Necessária a criação de uma estratégia nacional de combate à violência contra a mulher, capaz de criar políticas públicas integradas, atentas a metas e a prazos, em prol de um enfrentamento coordenado e eficaz da violência contra a mulher em todo o país.

21/9/2023

O Presidente Lula sancionou integralmente, na quinta-feira (14), o texto do PL 4.875/20, que institui a concessão de auxílio-aluguel para mulheres vítimas de violência doméstica, conferindo-lhes apoio e guarida nas situações em que se deparem com atos violentos que tornem necessária a saída de seus próprios lares. Transformada na LF14.674/23, a medida foi publicada na sexta-feira (15/9) no Diário Oficial da União.

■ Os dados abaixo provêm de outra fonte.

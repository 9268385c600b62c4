//! Arena-backed namespace tree built from classified identifiers.

use std::fmt;

use generational_arena::{Arena, Index};
use serde::ser::{Serialize, SerializeMap, Serializer};
use termtree::Tree;
use tracing::{debug, instrument};

use crate::domain::classify::{classify, Classification, Classified};
use crate::domain::identifier::Identifier;

/// Key under which a module's own package declaration appears in the
/// mapping view.
pub const SELF_KEY: &str = "self";

/// One namespace level.
#[derive(Debug, Clone)]
pub struct NamespaceNode {
    /// Segment name; empty for the root
    pub name: String,
    /// Package declared at exactly this path, if any
    pub package: Option<Identifier>,
    /// Index of parent node in the arena, None for the root
    pub parent: Option<Index>,
    /// Child indices in insertion order
    pub children: Vec<Index>,
}

impl NamespaceNode {
    fn new(name: &str, parent: Option<Index>) -> Self {
        Self {
            name: name.to_string(),
            package: None,
            parent,
            children: Vec::new(),
        }
    }

    /// A declared package without nested namespaces.
    pub fn is_leaf_package(&self) -> bool {
        self.children.is_empty() && self.package.is_some()
    }
}

impl fmt::Display for NamespaceNode {
    fn fmt(&self, f: &mut fmt::Formatter<'_>) -> fmt::Result {
        match &self.package {
            Some(package) => write!(f, "{} ({})", self.name, package),
            None => write!(f, "{}", self.name),
        }
    }
}

/// Namespace hierarchy of all declared packages.
///
/// Every node lives in the arena exactly once and is referenced by exactly
/// one parent, so the structure is always a pure tree.
#[derive(Debug)]
pub struct NamespaceTree {
    arena: Arena<NamespaceNode>,
    root: Index,
}

impl Default for NamespaceTree {
    fn default() -> Self {
        Self::new()
    }
}

impl NamespaceTree {
    pub fn new() -> Self {
        let mut arena = Arena::new();
        let root = arena.insert(NamespaceNode::new("", None));
        Self { arena, root }
    }

    /// Build the tree from a sorted, filtered identifier sequence.
    #[instrument(level = "debug", skip_all, fields(count = identifiers.len()))]
    pub fn build(identifiers: &[Identifier]) -> Self {
        Self::from_classified(&classify(identifiers))
    }

    /// Build the tree from an already classified sequence.
    ///
    /// Leaves are inserted first, then the `self` declarations of parents,
    /// each pass in sequence order. Duplicates are skipped.
    pub fn from_classified(classified: &[Classified]) -> Self {
        let mut tree = Self::new();

        for item in classified
            .iter()
            .filter(|c| c.class == Classification::Leaf)
        {
            tree.declare(&item.identifier);
        }
        for item in classified
            .iter()
            .filter(|c| c.class == Classification::Parent)
        {
            tree.declare(&item.identifier);
        }

        debug!(
            "namespace tree: {} nodes, depth {}",
            tree.len(),
            tree.depth()
        );
        tree
    }

    /// Walk the identifier's segments from the root, creating missing levels,
    /// and record the declaration on the final node.
    ///
    /// Declaring the same identifier twice is a no-op (last write wins).
    #[instrument(level = "trace", skip(self))]
    pub fn declare(&mut self, identifier: &Identifier) -> Index {
        let mut current = self.root;
        for segment in identifier.segments() {
            current = match self.child_named(current, segment) {
                Some(child) => child,
                None => self.insert_child(current, segment),
            };
        }
        if let Some(node) = self.arena.get_mut(current) {
            node.package = Some(identifier.clone());
        }
        current
    }

    fn child_named(&self, parent: Index, name: &str) -> Option<Index> {
        self.arena[parent]
            .children
            .iter()
            .copied()
            .find(|&child| self.arena[child].name == name)
    }

    fn insert_child(&mut self, parent: Index, name: &str) -> Index {
        let idx = self.arena.insert(NamespaceNode::new(name, Some(parent)));
        self.arena[parent].children.push(idx);
        idx
    }

    pub fn root(&self) -> Index {
        self.root
    }

    pub fn node(&self, idx: Index) -> Option<&NamespaceNode> {
        self.arena.get(idx)
    }

    /// Children of a node in insertion order.
    pub fn children(&self, idx: Index) -> impl Iterator<Item = &NamespaceNode> + '_ {
        self.arena
            .get(idx)
            .into_iter()
            .flat_map(|node| node.children.iter())
            .filter_map(|&child| self.arena.get(child))
    }

    /// Look up the node at a segment path (empty path yields the root).
    pub fn find(&self, path: &[&str]) -> Option<&NamespaceNode> {
        let mut current = self.root;
        for segment in path {
            current = self.child_named(current, segment)?;
        }
        self.arena.get(current)
    }

    /// Number of namespace levels below the root.
    pub fn len(&self) -> usize {
        self.arena.len() - 1
    }

    pub fn is_empty(&self) -> bool {
        self.len() == 0
    }

    /// Longest segment path, which equals the maximum identifier depth.
    pub fn depth(&self) -> usize {
        self.depth_below(self.root)
    }

    fn depth_below(&self, idx: Index) -> usize {
        self.arena[idx]
            .children
            .iter()
            .map(|&child| 1 + self.depth_below(child))
            .max()
            .unwrap_or(0)
    }

    /// Pre-order traversal starting at the root.
    pub fn iter(&self) -> NamespaceIter<'_> {
        NamespaceIter {
            tree: self,
            stack: vec![self.root],
        }
    }

    /// All declared packages in pre-order.
    pub fn declared_packages(&self) -> Vec<&Identifier> {
        self.iter().filter_map(|node| node.package.as_ref()).collect()
    }

    /// Render as a terminal tree.
    pub fn to_termtree(&self, root_label: &str) -> Tree<String> {
        fn build(tree: &NamespaceTree, idx: Index, parent: &mut Tree<String>) {
            for &child_idx in &tree.arena[idx].children {
                let mut child = Tree::new(tree.arena[child_idx].to_string());
                build(tree, child_idx, &mut child);
                parent.push(child);
            }
        }

        let mut root = Tree::new(root_label.to_string());
        build(self, self.root, &mut root);
        root
    }

    /// Mapping view of a subtree, serializable with serde.
    pub fn mapping(&self, idx: Index) -> MappingView<'_> {
        MappingView { tree: self, idx }
    }
}

pub struct NamespaceIter<'a> {
    tree: &'a NamespaceTree,
    stack: Vec<Index>,
}

impl<'a> Iterator for NamespaceIter<'a> {
    type Item = &'a NamespaceNode;

    fn next(&mut self) -> Option<Self::Item> {
        let idx = self.stack.pop()?;
        let node = self.tree.arena.get(idx)?;
        // Push children in reverse order for left-to-right traversal
        self.stack.extend(node.children.iter().rev());
        Some(node)
    }
}

/// Nested-mapping view of a namespace node.
///
/// A declared package without children serializes as its identifier string;
/// any other node serializes as a map of its children (insertion order),
/// followed by a `self` entry when the node declares a package.
pub struct MappingView<'a> {
    tree: &'a NamespaceTree,
    idx: Index,
}

impl Serialize for MappingView<'_> {
    fn serialize<S: Serializer>(&self, serializer: S) -> Result<S::Ok, S::Error> {
        let node = &self.tree.arena[self.idx];
        if node.parent.is_some() && node.children.is_empty() {
            if let Some(package) = &node.package {
                return serializer.serialize_str(package.as_str());
            }
        }

        let extra = usize::from(node.package.is_some());
        let mut map = serializer.serialize_map(Some(node.children.len() + extra))?;
        for &child in &node.children {
            map.serialize_entry(&self.tree.arena[child].name, &self.tree.mapping(child))?;
        }
        if let Some(package) = &node.package {
            map.serialize_entry(SELF_KEY, package.as_str())?;
        }
        map.end()
    }
}

impl Serialize for NamespaceTree {
    fn serialize<S: Serializer>(&self, serializer: S) -> Result<S::Ok, S::Error> {
        self.mapping(self.root).serialize(serializer)
    }
}

#[cfg(test)]
mod tests {
    use super::*;

    fn build(raw: &[&str]) -> NamespaceTree {
        let ids: Vec<_> = raw.iter().map(|s| Identifier::parse(s).unwrap()).collect();
        NamespaceTree::build(&ids)
    }

    fn package_at(tree: &NamespaceTree, path: &[&str]) -> Option<String> {
        tree.find(path)
            .and_then(|node| node.package.as_ref())
            .map(|p| p.to_string())
    }

    #[test]
    fn given_independent_names_when_building_then_one_leaf_each() {
        let tree = build(&["a.b", "a.c", "d"]);
        assert_eq!(package_at(&tree, &["a", "b"]).as_deref(), Some("a.b"));
        assert_eq!(package_at(&tree, &["a", "c"]).as_deref(), Some("a.c"));
        assert_eq!(package_at(&tree, &["d"]).as_deref(), Some("d"));
        assert!(tree.find(&["a"]).unwrap().package.is_none());
        assert_eq!(tree.declared_packages().len(), 3);
    }

    #[test]
    fn given_prefix_relation_when_building_then_parent_declares_self() {
        let tree = build(&["a.b", "a.b.c"]);
        let b = tree.find(&["a", "b"]).unwrap();
        assert_eq!(b.package.as_ref().unwrap().as_str(), "a.b");
        assert_eq!(b.children.len(), 1);
        assert!(tree.find(&["a", "b", "c"]).unwrap().is_leaf_package());
    }

    #[test]
    fn given_redeclaration_when_declaring_then_node_is_reused() {
        let mut tree = build(&["a.b"]);
        let id = Identifier::parse("a.b").unwrap();
        let first = tree.declare(&id);
        let second = tree.declare(&id);
        assert_eq!(first, second);
        assert_eq!(tree.len(), 2);
    }

    #[test]
    fn given_leaf_then_descendant_when_declaring_then_leaf_becomes_module() {
        let mut tree = NamespaceTree::new();
        tree.declare(&Identifier::parse("a").unwrap());
        tree.declare(&Identifier::parse("a.b").unwrap());
        let a = tree.find(&["a"]).unwrap();
        assert_eq!(a.package.as_ref().unwrap().as_str(), "a");
        assert!(!a.is_leaf_package());
    }

    #[test]
    fn given_tree_when_measuring_depth_then_matches_longest_identifier() {
        assert_eq!(build(&["a", "b.c.d", "b.e"]).depth(), 3);
        assert_eq!(NamespaceTree::new().depth(), 0);
        assert!(NamespaceTree::new().is_empty());
    }

    #[test]
    fn given_tree_when_iterating_then_pre_order_with_insertion_order() {
        let tree = build(&["a.b", "a.c", "d"]);
        let names: Vec<_> = tree.iter().map(|n| n.name.as_str()).collect();
        assert_eq!(names, ["", "a", "b", "c", "d"]);
    }

    #[test]
    fn given_tree_when_drawing_then_labels_packages() {
        let drawn = build(&["a", "a.b"]).to_termtree("crate").to_string();
        assert!(drawn.starts_with("crate\n"));
        assert!(drawn.contains("a (a)"));
        assert!(drawn.contains("b (a.b)"));
    }

    #[test]
    fn given_tree_when_serializing_then_self_follows_children() {
        let tree = build(&["a", "a.b", "c"]);
        let rendered = toml::to_string(&tree).unwrap();
        assert!(rendered.contains("c = \"c\""), "{rendered}");
        assert!(rendered.contains("b = \"a.b\""), "{rendered}");
        assert!(rendered.contains("self = \"a\""), "{rendered}");
    }
}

O auxílio traduz-se em medida estratégica para emancipação das mulheres vítimas de violência, pois lhes garante recursos financeiros para se libertarem do estado de agressão. Não só isso, a medida é um reforço ao direito social à moradia, inscrito na Constituição Federal de 1988, ao conferir a essas vítimas a possibilidade de viverem sem medo de serem agredidas, reacendendo a dimensão de casa como sinônimo de lar.

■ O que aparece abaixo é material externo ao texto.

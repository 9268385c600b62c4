//! Discovery service
//!
//! Runs the external discovery command and parses its rows.

use std::path::{Path, PathBuf};
use std::sync::Arc;

use tracing::{debug, info};

use crate::application::{ApplicationError, ApplicationResult};
use crate::config::Settings;
use crate::domain::{parse_rows, PackageRow};
use crate::infrastructure::traits::CommandRunner;

/// Service invoking the discovery collaborator.
pub struct DiscoveryService {
    cmd: Arc<dyn CommandRunner>,
    settings: Arc<Settings>,
}

impl DiscoveryService {
    pub fn new(cmd: Arc<dyn CommandRunner>, settings: Arc<Settings>) -> Self {
        Self { cmd, settings }
    }

    /// Run discovery in `project_dir` and parse the buffered output.
    pub fn discover(&self, project_dir: &Path) -> ApplicationResult<Vec<PackageRow>> {
        let stdout = self.run(project_dir)?;
        let rows = parse_rows(&stdout)?;
        info!("discovery: {} rows", rows.len());
        Ok(rows)
    }

    /// Run the discovery command, returning its complete stdout.
    ///
    /// Spawn failures, non-zero exit and non-UTF-8 output are fatal.
    pub fn run(&self, project_dir: &Path) -> ApplicationResult<String> {
        let command = self.resolve_command(project_dir);
        let command = command.to_string_lossy();
        let args: Vec<&str> = self.settings.discovery.args.iter().map(String::as_str).collect();
        debug!(
            "discovery: running {} {:?} in {}",
            command,
            args,
            project_dir.display()
        );

        let output = self
            .cmd
            .run_in(project_dir, &command, &args)
            .map_err(|e| ApplicationError::OperationFailed {
                context: format!("run discovery command: {command}"),
                source: Box::new(e),
            })?;

        if !output.status.success() {
            let stderr = String::from_utf8_lossy(&output.stderr);
            return Err(ApplicationError::Discovery {
                command: command.to_string(),
                message: stderr.trim().to_string(),
                exit_code: output.status.code(),
            });
        }

        String::from_utf8(output.stdout).map_err(|e| ApplicationError::OperationFailed {
            context: format!("decode output of discovery command {command}"),
            source: Box::new(e),
        })
    }

    /// Relative commands with a path component are taken relative to the
    /// project directory; bare names go through `PATH`.
    fn resolve_command(&self, project_dir: &Path) -> PathBuf {
        let command = Path::new(&self.settings.discovery.command);
        if command.is_relative() && command.components().count() > 1 {
            project_dir.join(command)
        } else {
            command.to_path_buf()
        }
    }
}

O pagamento do aluguel será concedido por até 6 meses e apenas em virtude de decisão judicial. O valor a ser concedido será estipulado pelo Poder Judiciário diante do caso concreto, conforme a situação de vulnerabilidade social e econômica da vítima — o que possibilita que a medida seja calibrada no caso a caso. Os valores serão custeados pelos estados, municípios ou DF, utilizando recursos destinados à assistência social.

A iniciativa reforça o regramento protetivo já desenhado pela lei Maria da Penha, marco fundamental da consagração dos direitos das mulheres que, no último dia 07 de agosto, completou 17 anos de existência. 

No atual cenário de expressividade do número de ocorrências registradas de violência de gênero, torna-se imprescindível que os atos de proteção e acolhimento sejam fortalecidos.  Dados extraídos do Fórum Brasileiro de Segurança Pública1 estimam que cerca de 18,6 milhões de mulheres foram vítimas de violência no Brasil em 2022. As mulheres vítimas de violência foram agredidas, em média, 4 vezes ao longo do ano passado. Entre as divorciadas, a média foi de 9 agressões.

Portanto, a medida em questão afigura-se extremamente necessária, especialmente porque se apresenta enquanto instrumento de proteção dos direitos fundamentais relacionados à liberdade, à dignidade e à saúde, que abrange tanto o aspecto físico quanto o aspecto psíquico das mulheres brasileiras.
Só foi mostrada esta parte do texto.